Bir haftalık ziyaret, zaten bizden sonra ne olacağını tahmin etmemize yetmiş, artmıştı da. Üç yıllık aradan sonra ilk kez gittiğimiz Yüksekova'da halk tedirgin, gergin ve meraklı. Ne mi merak ediliyor? Amerika Birleşik Devletleri'nin (ABD) Yüksekova'yı ne zaman boşaltacağı ve kendilerini Konya'ya ne zaman süreceğini!
Yüksekova'ya gidişte Yeniköprü mevkii ve Yüksekova'nın tam girişine konmuş kontrol noktasında kimlik kontrolünü 'kayıp vermeden' geçerken, askerlerin de tedirgin olduğunu, yüzlerine yansıyan ifadeden anlamak mümkün.
Kimlik kontrolü yapan askerler, nüfus cüzdanı üzerindeki fotoğrafla sizin yüzünüz arasında bir bağlantı kuramadığı anda, başlıyor peş peşe sorular, sualler.
Nerden gelip nereye gideceğinize, kim olduğunuza kadar onlarca sorudan sonra, iknâ edebildiyseniz 'tehlikeli' olmadığınıza dair askeri, üç yıl öncesine göre daha soğuk bir 'iyi yolculuklar' dileğiyle yolunuza devam etme izni alıyorsunuz.

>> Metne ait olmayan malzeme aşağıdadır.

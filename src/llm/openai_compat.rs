//! OpenAI-compatible chat completions provider.
//!
//! Works with any vendor exposing `POST {base_url}/chat/completions`
//! (OpenAI, Mistral, Groq, OpenRouter, local servers). Non-streaming: the
//! pipeline needs the whole reply before extraction anyway.

use async_trait::async_trait;
use serde_json::json;
use tracing::debug;

use super::{CompletionOptions, LlmError, LlmProvider};
use crate::config::LlmProviderConfig;

/// One OpenAI-compatible endpoint.
pub struct OpenAiCompatProvider {
    client: reqwest::Client,
    name: String,
    base_url: String,
    model: String,
    api_key: Option<String>,
}

impl OpenAiCompatProvider {
    pub fn new(
        client: reqwest::Client,
        name: impl Into<String>,
        base_url: impl Into<String>,
        model: impl Into<String>,
        api_key: Option<String>,
    ) -> Self {
        Self {
            client,
            name: name.into(),
            base_url: base_url.into().trim_end_matches('/').to_owned(),
            model: model.into(),
            api_key: api_key.filter(|k| !k.trim().is_empty()),
        }
    }

    /// Build from config, reading the key from the named env var.
    pub fn from_config(client: reqwest::Client, config: &LlmProviderConfig) -> Self {
        let api_key = std::env::var(&config.api_key_env).ok();
        Self::new(
            client,
            config.name.clone(),
            config.base_url.clone(),
            config.model.clone(),
            api_key,
        )
    }

    fn request_body(
        &self,
        system: &str,
        user: &str,
        options: &CompletionOptions,
    ) -> serde_json::Value {
        let mut body = json!({
            "model": self.model,
            "messages": [
                {"role": "system", "content": system},
                {"role": "user", "content": user},
            ],
            "temperature": options.temperature,
            "max_tokens": options.max_tokens,
        });
        if options.json_mode {
            body["response_format"] = json!({"type": "json_object"});
        }
        body
    }

    /// Map an HTTP error status to the appropriate [`LlmError`].
    fn map_http_error(&self, status: reqwest::StatusCode, body: &str) -> LlmError {
        let message = extract_error_message(body);
        let name = &self.name;
        match status.as_u16() {
            401 | 403 => LlmError::Auth(format!("{name} authentication failed: {message}")),
            429 => LlmError::RateLimited(format!("{name} rate limited: {message}")),
            code if status.is_server_error() => {
                LlmError::Provider(format!("{name} HTTP {code}: {message}"))
            }
            code => LlmError::BadRequest(format!("{name} HTTP {code}: {message}")),
        }
    }
}

/// Extract an error message from an OpenAI-style error body.
fn extract_error_message(body: &str) -> String {
    serde_json::from_str::<serde_json::Value>(body)
        .ok()
        .and_then(|v| {
            v.get("error")
                .and_then(|e| e.get("message"))
                .and_then(|m| m.as_str())
                .map(String::from)
        })
        .unwrap_or_else(|| body.to_string())
}

#[async_trait]
impl LlmProvider for OpenAiCompatProvider {
    fn name(&self) -> &str {
        &self.name
    }

    fn is_configured(&self) -> bool {
        self.api_key.is_some()
    }

    async fn complete(
        &self,
        system: &str,
        user: &str,
        options: &CompletionOptions,
    ) -> Result<String, LlmError> {
        let Some(api_key) = &self.api_key else {
            return Err(LlmError::Config(format!("{} has no API key", self.name)));
        };
        let url = format!("{}/chat/completions", self.base_url);

        let response = self
            .client
            .post(&url)
            .bearer_auth(api_key)
            .json(&self.request_body(system, user, options))
            .send()
            .await
            .map_err(|e| {
                if e.is_timeout() {
                    LlmError::Timeout(format!("{} request timed out", self.name))
                } else {
                    LlmError::Request(format!("{} request failed: {e}", self.name))
                }
            })?;

        let status = response.status();
        if !status.is_success() {
            let body_text = response.text().await.unwrap_or_default();
            return Err(self.map_http_error(status, &body_text));
        }

        let body: serde_json::Value = response
            .json()
            .await
            .map_err(|e| LlmError::Provider(format!("{} returned invalid JSON: {e}", self.name)))?;

        let content = body
            .pointer("/choices/0/message/content")
            .and_then(|c| c.as_str())
            .ok_or_else(|| LlmError::Provider(format!("{} reply has no content", self.name)))?;

        debug!(provider = %self.name, chars = content.len(), "completion received");
        Ok(content.to_owned())
    }
}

"Temiz vize"yle şehre giriş
Yolcular da zaten hiçbir suale yer bırakmayacak kadar hazır bulunduruyor nüfus cüzdanlarını. Üzerindeki fotoğrafların da 'son model' olmasına özen göstermiş olarak tabii ki. Olağanüstü halin 'olmadığı' bir bölgede insanların suçluymuşçasına her an kimlik kontrolüne maruz bırakılmaları akla ister istemez "eski günleri" ve o günlerdeki ayırımcı politikaları getiriyor.
Doğrusu bölgeye yeni giden biri için ilk "hoş geldiniz"i kolluk güçlerinin yapması, pek de iç açıcı olmuyor. "Bizi neden polisler, askerler karşılıyor ki" sorusunu sorduran vaziyet, bu noktadan sonra 'başka bir yerde' olduğunuz hissini güçlendiriyor.
"Temiz" olduğumuza dair vizeyi, nüfus cüzdanı kontrolünden sonra alıp ilçeye girebiliyoruz nihayet. Güzel, son model arabaların yeri diye bilinen Yüksekova'da üç yıl boyunca az şey değişmemiş. Şehir büyümüş, büyük binalar peş peşe boy atmış, iş merkezleri açılmış...
Altı yılın yatırımları
Tabii alışveriş merkezleri, eğlence salonları ahalinin gözünü kamaştırmış olsa da, kenarda köşede yansıyan yoksulluk manzaraları, gerçek vaziyeti daha iyi koyuyor ortaya. Ancak, anlaşılan o ki Yüksekovalılar çatışmalar nedeniyle ilçelerinde yapmadıkları yatırımları, 'fırsat bu fırsat' diyerek 1999'da başlayıp 2005'te biten çatışmasızlık sürecinde yapmışlar.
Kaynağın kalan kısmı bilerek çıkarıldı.